Equally important, Mexico also finally needs to undertake serious local police reform, instead of getting tied up in knots for years over whether the local police will be rolled into state police or kept separate. Regardless of the design, what’s necessary is adequate police training standards and continual vetting, adequate salaries, permanent deployment of local police forces in sufficient density through Mexico’s territory, adequate and swift backup from state and federal police forces, and internal affairs units to whom municipal forces are subject, as well as the establishment of credible, non-corrupt, joint police-citizen oversight boards.

Supply, meet demand

Another driver of the escalating violence in Mexico is the rising taste in the United States for opiates, such as heroin, and the subsequent increase in opium poppy cultivation in Mexico. For decades, poppy has been cultivated in the state of Sinaloa, as well as in the poor and state-neglected tierra caliente in Michoacán and Guerrero. But the recent heroin boom and poppy expansion are driving new turf wars in those places, as smaller groups such as Las Viagras in Guerrero compete for territorial control and smuggling routes with large groups, such as JNG.

During their recent visit to Mexico, U.S. Secretary of State Rex Tillerson and Homeland Security Secretary John Kelly went to great lengths to emphasize that U.S. demand for drugs lies at the heart of Mexico’s violence problems, embracing the Bush and Obama administrations’ language of shared responsibility. They committed the United States to reducing demand for drugs, with Secretary Kelly going as far as to say (inaccurately) that “[w]e’ve never tried it” [i.e. tried to reduce demand], and accurately, that “we’ve never done it.”
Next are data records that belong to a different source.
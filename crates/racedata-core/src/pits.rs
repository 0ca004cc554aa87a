//! Pit-stop windows from a lap log.
//!
//! An explicit pit-crossing flag is trusted when the log has one. Otherwise a lap counts as
//! a pit lap when it is slower than the car's median lap by more than the configured ratio.

use std::collections::{HashMap, HashSet};

use polars::prelude::*;
use racedata_parser::{
    driver_key_value, parse_flag_cell, parse_i64_cell, parse_lap_value, string_column,
    DetectedColumn, SchemaError, LAP_LOG_CAR, LAP_NUMBER, LAP_TIME, PIT_FLAG,
};
use serde::{Serialize, Serializer};
use tracing::{debug, info};

use crate::error::{EngineError, Result};
use crate::resolver::ArtifactResolver;
use crate::stats::median;

pub const LAP_LOG_PATTERN: &str = "*lap_time*.csv";

#[derive(Debug, Clone, Copy, PartialEq, Eq, Serialize)]
#[serde(rename_all = "lowercase")]
pub enum PitStrategy {
    Flag,
    Statistical,
}

impl PitStrategy {
    pub fn as_str(&self) -> &'static str {
        match self {
            PitStrategy::Flag => "flag",
            PitStrategy::Statistical => "statistical",
        }
    }
}

#[derive(Debug, Clone, Copy, PartialEq)]
pub struct PitSettings {
    pub threshold_ratio: f64,
    pub millis_threshold: f64,
}

/// Laps per car, cars ordered by number.
pub type PitWindowMap = Vec<(String, Vec<i64>)>;

#[derive(Debug, Clone, PartialEq, Serialize)]
#[serde(tag = "status", rename_all = "snake_case")]
pub enum PitWindows {
    Detected {
        strategy: PitStrategy,
        #[serde(serialize_with = "columns_by_field")]
        columns: Vec<DetectedColumn>,
        #[serde(serialize_with = "laps_by_car")]
        windows: PitWindowMap,
    },
    /// No car had a pit lap. `cars_analyzed` counts cars with usable laps, so zero means
    /// the log held nothing to analyze.
    NoneFound {
        strategy: PitStrategy,
        #[serde(serialize_with = "columns_by_field")]
        columns: Vec<DetectedColumn>,
        cars_analyzed: usize,
    },
}

fn columns_by_field<S: Serializer>(
    columns: &[DetectedColumn],
    serializer: S,
) -> std::result::Result<S::Ok, S::Error> {
    serializer.collect_map(columns.iter().map(|detected| (detected.field, &detected.column)))
}

fn laps_by_car<S: Serializer>(
    windows: &[(String, Vec<i64>)],
    serializer: S,
) -> std::result::Result<S::Ok, S::Error> {
    serializer.collect_map(windows.iter().map(|(car, laps)| (car, laps)))
}

impl PitWindows {
    pub fn strategy(&self) -> PitStrategy {
        match self {
            PitWindows::Detected { strategy, .. } | PitWindows::NoneFound { strategy, .. } => {
                *strategy
            }
        }
    }

    pub fn windows(&self) -> &[(String, Vec<i64>)] {
        match self {
            PitWindows::Detected { windows, .. } => windows,
            PitWindows::NoneFound { .. } => &[],
        }
    }

    pub fn laps_for(&self, car: &str) -> Option<&[i64]> {
        self.windows()
            .iter()
            .find(|(number, _)| number == car)
            .map(|(_, laps)| laps.as_slice())
    }
}

pub fn detect_pit_windows(
    resolver: &ArtifactResolver,
    track: &str,
    race: &str,
    settings: PitSettings,
) -> Result<PitWindows> {
    let (artifact, laps) = resolver.load(track, race, LAP_LOG_PATTERN)?;
    if laps.height() == 0 {
        return Err(EngineError::InvalidInput(format!(
            "lap log {} for {}/{} (pattern '{}') has no rows",
            artifact.path.display(),
            artifact.track,
            artifact.race,
            artifact.pattern
        )));
    }

    let context = artifact.path.display().to_string();
    let windows =
        detect_in_frame(&laps, settings, &context).map_err(|source| EngineError::Schema {
            track: artifact.track.clone(),
            race: artifact.race.clone(),
            source,
        })?;

    info!(
        track = %artifact.track,
        race = %artifact.race,
        strategy = windows.strategy().as_str(),
        cars_with_stops = windows.windows().len(),
        "pit windows derived"
    );
    Ok(windows)
}

/// Pit windows for one lap-log table.
///
/// The car column is required. Lap numbers come from the lap-number column when present
/// and from each lap's 1-based position within its car otherwise. A repeated lap number
/// keeps its first row, and rows with a lap number that is not a positive integer are
/// skipped.
pub fn detect_in_frame(
    laps: &DataFrame,
    settings: PitSettings,
    context: &str,
) -> std::result::Result<PitWindows, SchemaError> {
    let car = LAP_LOG_CAR.require(laps, context)?;
    let lap_number = LAP_NUMBER.probe(laps);
    let pit_flag = PIT_FLAG.probe(laps);

    let (strategy, value_column) = match pit_flag {
        Some(flag) => (PitStrategy::Flag, flag),
        None => (PitStrategy::Statistical, LAP_TIME.require(laps, context)?),
    };

    let cars = group_laps(laps, &car, lap_number.as_ref(), &value_column);

    let mut columns = vec![car];
    columns.extend(lap_number);
    columns.push(value_column);
    debug!(context, strategy = strategy.as_str(), ?columns, "pit detection columns");

    let mut windows = Vec::new();
    let mut cars_analyzed = 0;

    for (number, rows) in cars {
        let pit_laps: Vec<i64> = match strategy {
            PitStrategy::Flag => {
                cars_analyzed += 1;
                rows.iter()
                    .filter(|(_, value)| parse_flag_cell(value.as_deref()))
                    .map(|(lap, _)| *lap)
                    .collect()
            }
            PitStrategy::Statistical => {
                let times: Vec<(i64, f64)> = rows
                    .iter()
                    .filter_map(|(lap, value)| {
                        parse_lap_value(value.as_deref(), settings.millis_threshold)
                            .map(|seconds| (*lap, seconds))
                    })
                    .collect();
                let seconds: Vec<f64> = times.iter().map(|(_, seconds)| *seconds).collect();
                let Some(typical) = median(&seconds) else {
                    debug!(context, car = %number, "no parseable lap times; car skipped");
                    continue;
                };
                cars_analyzed += 1;
                let threshold = typical * settings.threshold_ratio;
                times
                    .iter()
                    .filter(|(_, seconds)| *seconds > threshold)
                    .map(|(lap, _)| *lap)
                    .collect()
            }
        };

        if !pit_laps.is_empty() {
            windows.push((number, pit_laps));
        }
    }

    if windows.is_empty() {
        return Ok(PitWindows::NoneFound {
            strategy,
            columns,
            cars_analyzed,
        });
    }
    Ok(PitWindows::Detected {
        strategy,
        columns,
        windows,
    })
}

/// `(lap number, raw value)` rows per car, laps ascending and cars in number order.
///
/// A car only gets an entry once one of its rows has a usable lap number.
fn group_laps(
    laps: &DataFrame,
    car: &DetectedColumn,
    lap_number: Option<&DetectedColumn>,
    value: &DetectedColumn,
) -> Vec<(String, Vec<(i64, Option<String>)>)> {
    let cars = string_column(laps, &car.column);
    let lap_numbers = lap_number.and_then(|detected| string_column(laps, &detected.column));
    let values = string_column(laps, &value.column);

    let mut grouped: HashMap<String, Vec<(i64, Option<String>)>> = HashMap::new();
    let mut seen: HashSet<(String, i64)> = HashSet::new();

    for idx in 0..laps.height() {
        let Some(number) = cars.and_then(|column| driver_key_value(column.get(idx))) else {
            continue;
        };
        let lap = match lap_numbers {
            Some(column) => match parse_i64_cell(column.get(idx)) {
                Some(lap) if lap > 0 => lap,
                _ => continue,
            },
            None => grouped.get(&number).map_or(0, Vec::len) as i64 + 1,
        };
        if !seen.insert((number.clone(), lap)) {
            continue;
        }
        let raw = values.and_then(|column| column.get(idx)).map(str::to_string);
        grouped.entry(number).or_default().push((lap, raw));
    }

    let mut cars: Vec<_> = grouped.into_iter().collect();
    cars.sort_by(|(a, _), (b, _)| car_order(a, b));
    for (_, rows) in &mut cars {
        rows.sort_by_key(|(lap, _)| *lap);
    }
    cars
}

/// Numeric car numbers first in numeric order, then everything else as text.
fn car_order(a: &str, b: &str) -> std::cmp::Ordering {
    match (a.parse::<i64>(), b.parse::<i64>()) {
        (Ok(a), Ok(b)) => a.cmp(&b),
        (Ok(_), Err(_)) => std::cmp::Ordering::Less,
        (Err(_), Ok(_)) => std::cmp::Ordering::Greater,
        (Err(_), Err(_)) => a.cmp(b),
    }
}
use std::collections::{BTreeMap, HashSet};
use std::path::PathBuf;

use polars::prelude::*;
use racedata_parser::{
    driver_key_value, format_lap_time, has_column, normalize, parse_i64_cell, parse_lap_time,
    string_column, CanonicalField,
};
use serde::Serialize;
use tracing::{info, warn};

use crate::error::Result;
use crate::resolver::ArtifactResolver;

pub const OFFICIAL_RESULTS_PATTERN: &str = "*Results*Official*.csv";

#[derive(Debug, Clone, PartialEq, Serialize)]
pub struct FastestLap {
    pub number: Option<String>,
    pub seconds: f64,
    pub formatted: Option<String>,
}

#[derive(Debug, Clone, PartialEq, Serialize)]
pub struct Winner {
    pub number: Option<String>,
    pub vehicle: Option<String>,
    pub pos: i64,
}

#[derive(Debug, Clone, PartialEq, Serialize)]
pub struct SummaryMetrics {
    pub total_drivers: usize,
    pub total_laps: i64,
    pub fastest_lap: Option<FastestLap>,
    pub winner: Option<Winner>,
}

#[derive(Debug, Clone, PartialEq, Serialize)]
pub struct RaceSummary {
    pub track: String,
    pub race: String,
    pub files: BTreeMap<String, PathBuf>,
    pub metrics: SummaryMetrics,
    pub diagnostics: Vec<String>,
}

/// Headline numbers for one race, taken from its official results.
pub fn summarize(resolver: &ArtifactResolver, track: &str, race: &str) -> Result<RaceSummary> {
    let (artifact, raw) = resolver.load(track, race, OFFICIAL_RESULTS_PATTERN)?;
    let results = normalize(raw)?;

    let (metrics, diagnostics) = summarize_results(&results);
    for diagnostic in &diagnostics {
        warn!(
            track = %artifact.track,
            race = %artifact.race,
            path = %artifact.path.display(),
            "{diagnostic}"
        );
    }
    info!(
        track = %artifact.track,
        race = %artifact.race,
        total_drivers = metrics.total_drivers,
        total_laps = metrics.total_laps,
        "race summary derived"
    );

    let mut files = BTreeMap::new();
    files.insert("results".to_string(), artifact.path);

    Ok(RaceSummary {
        track: artifact.track,
        race: artifact.race,
        files,
        metrics,
        diagnostics,
    })
}

/// Derives the summary metrics from a normalized results table.
///
/// Never fails: every missing or unreadable column degrades its metric to `0` or `None`
/// and adds a line to the returned diagnostics.
pub fn summarize_results(results: &DataFrame) -> (SummaryMetrics, Vec<String>) {
    let mut diagnostics = Vec::new();
    let numbers = string_column(results, CanonicalField::Number.column_name());

    let total_drivers = match numbers {
        Some(numbers) => numbers
            .into_iter()
            .filter_map(driver_key_value)
            .collect::<HashSet<_>>()
            .len(),
        None => {
            diagnostics.push(format!(
                "column {} missing; total_drivers counts rows",
                CanonicalField::Number
            ));
            results.height()
        }
    };

    let total_laps = match string_column(results, CanonicalField::Laps.column_name()) {
        Some(laps) => match laps.into_iter().filter_map(parse_i64_cell).max() {
            Some(max) => max,
            None => {
                diagnostics.push(format!(
                    "column {} has no numeric values; total_laps set to 0",
                    CanonicalField::Laps
                ));
                0
            }
        },
        None => {
            diagnostics.push(missing(CanonicalField::Laps, "total_laps set to 0"));
            0
        }
    };

    let fastest_lap = match string_column(results, CanonicalField::BestLapTime.column_name()) {
        Some(best) => {
            let mut fastest: Option<(usize, f64)> = None;
            for (idx, seconds) in best.into_iter().enumerate() {
                let Some(seconds) = parse_lap_time(seconds) else {
                    continue;
                };
                if fastest.is_none_or(|(_, current)| seconds < current) {
                    fastest = Some((idx, seconds));
                }
            }
            if fastest.is_none() {
                diagnostics.push(format!(
                    "column {} has no parseable lap times",
                    CanonicalField::BestLapTime
                ));
            }
            fastest.map(|(idx, seconds)| FastestLap {
                number: cell_text(numbers, idx),
                seconds,
                formatted: format_lap_time(seconds),
            })
        }
        None => {
            diagnostics.push(missing(CanonicalField::BestLapTime, "fastest_lap is null"));
            None
        }
    };

    let winner = match string_column(results, CanonicalField::Pos.column_name()) {
        Some(positions) => {
            let mut best: Option<(usize, i64)> = None;
            for (idx, pos) in positions.into_iter().enumerate() {
                let Some(pos) = parse_i64_cell(pos) else {
                    continue;
                };
                if best.is_none_or(|(_, current)| pos < current) {
                    best = Some((idx, pos));
                }
            }
            if best.is_none() {
                diagnostics.push(format!(
                    "column {} has no numeric positions",
                    CanonicalField::Pos
                ));
            }
            let vehicles = string_column(results, CanonicalField::Vehicle.column_name());
            best.map(|(idx, pos)| Winner {
                number: cell_text(numbers, idx),
                vehicle: vehicles.and_then(|v| v.get(idx)).map(str::to_string),
                pos,
            })
        }
        None => {
            diagnostics.push(missing(CanonicalField::Pos, "winner is null"));
            None
        }
    };

    if !has_column(results, CanonicalField::Vehicle.column_name()) {
        diagnostics.push(missing(CanonicalField::Vehicle, "winner vehicle is null"));
    }

    let metrics = SummaryMetrics {
        total_drivers,
        total_laps,
        fastest_lap,
        winner,
    };
    (metrics, diagnostics)
}

fn missing(field: CanonicalField, consequence: &str) -> String {
    format!("column {field} missing; {consequence}")
}

fn cell_text(column: Option<&StringChunked>, idx: usize) -> Option<String> {
    driver_key_value(column?.get(idx))
}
Acknowledging responsibility and committing the United States to reduce demand is praiseworthy. It is certainly better than promoting aggressive eradication in Mexico, as the United States is also considering, in the absence of alternative livelihoods for poor farmers in there. Such eradication will only drive poppy farmers further into the hands of Mexican cartels and encourage greater violence; and it won’t curtail production in a lasting way.

But how the United States goes about reducing demand matters. Bringing hardcore addicts into treatment substantially reduces demand, since outside of treatment they consume 80 percent of drugs, with casual users consuming the rest. Mounting an abstinence campaign does little good, and imprisoning users causes tremendous social harm without cutting down use and demand. Yet in policy after policy the Trump administration is repeating the ineffective and counterproductive punishment route: increasing penalties, including incarceration, for users and non-violent dealers (which  the Obama administration finally backed away from), repealing Obamacare provisions that enabled addicts to access medical treatment for their addiction as well as mental health problems, and slashing the budget of the Office on National Drug Policy Control which (with all of its problems and challenges) is a crucial source of data.

The reverse of all of these policies is needed; so is support for harm reduction approaches in the United States, such as naxalone availability to reverse overdose. Other policies proven to reduce use by addicts are crucial too, such as mild, swift, and certain punishments amounting to a night or a few days in prison, but no more.